Tears were flowing freely down her pale cheeks, her breathing slow and shallow "I don't deserve your forgiveness, but I ask for it anyway. It's selfish, I know. But I need you to forgive me. I need to know you understand. I know you can. And besides you would do this for your loved one too. I hope you would otherwise he might be a little angry." A small sad smile appeared on her face. "So I beg you to understand, and to forgive this sinful soul." she took a deep breath lifted her head a bit as if to say something but then she fell back to the floor. Her now faded amber eyes closed.
"No, no, no! This can't be happening, please God don't let her die, not now, please, I need to hear her answer...!" my voice broke at this part "...please..." I whispered, while hot tears fell from my eyes on her deathly pale cheeks.
"I forgive you, you lovesick fool..." a weak voice whispered beneath me. I looked at her and saw her smiling at me with forgiveness, understanding and something akin to pride in her eyes. "I'd do the same.” she whispered, and closed her eyes for the last time.
And I screamed.
I hugged her close to me, and hold her there for a while. My black button-up shirt became soaked with her blood. But I didn't care. In that moment I finally realized… I just lost my best friend, and I'm never getting her back. "I'm sorry, so, so, so sorry. So sorry..." I kept repeating, sitting there for who knows how long. It could’ve been minutes, hours, days or a whole eternity, but none of it mattered.

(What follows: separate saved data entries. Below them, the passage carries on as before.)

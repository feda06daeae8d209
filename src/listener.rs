//! The serve primitive used by [`ServerInstance`](crate::instance::ServerInstance)
//!
//! A [`Serve`] implementation starts one listener per call and reports its
//! progress as [`ListenerEvent`]s over a channel. The supervisor only waits for
//! the first outcome (listening or error), later requests shutdown through
//! [`Listener::close`] and logs once [`Listener::closed`] resolves.

use crate::error::ServeError;
use crate::rewrite::RewriteRules;
use std::fmt;
use std::net::IpAddr;
use std::path::PathBuf;
use tokio::sync::{mpsc, watch};

#[derive(Debug, Clone, Copy, PartialEq, Eq, Hash)]
pub enum Protocol {
    Http,
    Https,
}

impl Protocol {
    pub fn scheme(&self) -> &'static str {
        match self {
            Protocol::Http => "http",
            Protocol::Https => "https",
        }
    }
}

impl fmt::Display for Protocol {
    fn fmt(&self, f: &mut fmt::Formatter<'_>) -> fmt::Result {
        match self {
            Protocol::Http => f.write_str("HTTP"),
            Protocol::Https => f.write_str("HTTPS"),
        }
    }
}

/// Everything a listener needs to start serving
#[derive(Debug, Clone)]
pub struct ListenerConfig {
    /// Name of the owning instance, for logging
    pub name: String,
    /// Static root
    pub directory: PathBuf,
    /// Port to bind (0 picks an ephemeral port)
    pub port: u16,
    pub protocol: Protocol,
    /// Ordered rewrite rules, applied before static lookup
    pub rewrite: RewriteRules,
}

impl ListenerConfig {
    pub fn tls(&self) -> bool {
        self.protocol == Protocol::Https
    }
}

#[derive(Debug)]
pub enum ListenerEvent {
    /// Bound successfully, with the URLs it can be reached at
    Listening(Vec<String>),
    /// Failed to start
    Error(ServeError),
    /// Stopped accepting connections
    Closed,
}

/// Starts listeners. Implementations must not block; binding happens on a task.
pub trait Serve: Send + Sync {
    fn serve(&self, config: ListenerConfig) -> Listener;
}

/// Handle held by the supervisor for one running (or starting) listener
pub struct Listener {
    protocol: Protocol,
    events: mpsc::UnboundedReceiver<ListenerEvent>,
    shutdown_tx: watch::Sender<bool>,
}

/// Producer side handed to the task that drives the listener
pub struct ListenerSink {
    events: mpsc::UnboundedSender<ListenerEvent>,
    shutdown_rx: watch::Receiver<bool>,
}

impl Listener {
    pub fn channel(protocol: Protocol) -> (Listener, ListenerSink) {
        let (events_tx, events_rx) = mpsc::unbounded_channel();
        let (shutdown_tx, shutdown_rx) = watch::channel(false);
        (
            Listener {
                protocol,
                events: events_rx,
                shutdown_tx,
            },
            ListenerSink {
                events: events_tx,
                shutdown_rx,
            },
        )
    }

    pub fn protocol(&self) -> Protocol {
        self.protocol
    }

    /// Wait until the listener is bound or has failed
    pub async fn listening(&mut self) -> Result<Vec<String>, ServeError> {
        match self.events.recv().await {
            Some(ListenerEvent::Listening(addresses)) => Ok(addresses),
            Some(ListenerEvent::Error(e)) => Err(e),
            Some(ListenerEvent::Closed) | None => Err(ServeError::Closed),
        }
    }

    /// Request shutdown; does not wait for the socket to be released
    pub fn close(&self) {
        let _ = self.shutdown_tx.send(true);
    }

    /// Wait until the listener task reports it stopped (or goes away)
    pub async fn closed(mut self) {
        while let Some(event) = self.events.recv().await {
            if matches!(event, ListenerEvent::Closed) {
                break;
            }
        }
    }
}

impl ListenerSink {
    pub fn listening(&self, addresses: Vec<String>) {
        let _ = self.events.send(ListenerEvent::Listening(addresses));
    }

    pub fn failed(&self, error: ServeError) {
        let _ = self.events.send(ListenerEvent::Error(error));
    }

    pub fn closed(&self) {
        let _ = self.events.send(ListenerEvent::Closed);
    }

    /// Receiver that flips to `true` once [`Listener::close`] is called
    pub fn shutdown(&self) -> watch::Receiver<bool> {
        self.shutdown_rx.clone()
    }
}

/// Format the URLs a listener bound to `bind:port` can be reached at
pub fn listen_urls(protocol: Protocol, bind: IpAddr, port: u16) -> Vec<String> {
    let host = if bind.is_unspecified() || bind.is_loopback() {
        match bind {
            IpAddr::V4(_) => "127.0.0.1".to_string(),
            IpAddr::V6(_) => "[::1]".to_string(),
        }
    } else {
        match bind {
            IpAddr::V4(ip) => ip.to_string(),
            IpAddr::V6(ip) => format!("[{}]", ip),
        }
    };

    let mut urls = vec![format!("{}://{}:{}", protocol.scheme(), host, port)];
    if bind.is_unspecified() {
        urls.push(format!("{}://localhost:{}", protocol.scheme(), port));
    }
    urls
}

I brought her home sometime later, put her down in the soft blue and bronze chair, her favorite book, next to her on the coffee table. A cold glass of tea was resting on it, left there in a hurry to get to me, after receiving my 'important' call. I covered her with a blanket and lit the fire in the fireplace. Leaving my own key on top of the book I turned around and looked at the door.
They will know I did this, but they will never understand, not like her, and I don't even dare to hope they will forgive me.
So with a last look at my, now forever sleeping friend, I leave the house, knowing I will never come back, that I will never be able to come back. I chose this path of life for myself, chose my loved one over the friends I knew my whole life. And this is the life I will live from now on. So, with a hole in my soul, and blood on my hands, I stop to look at the house one last time and disappear.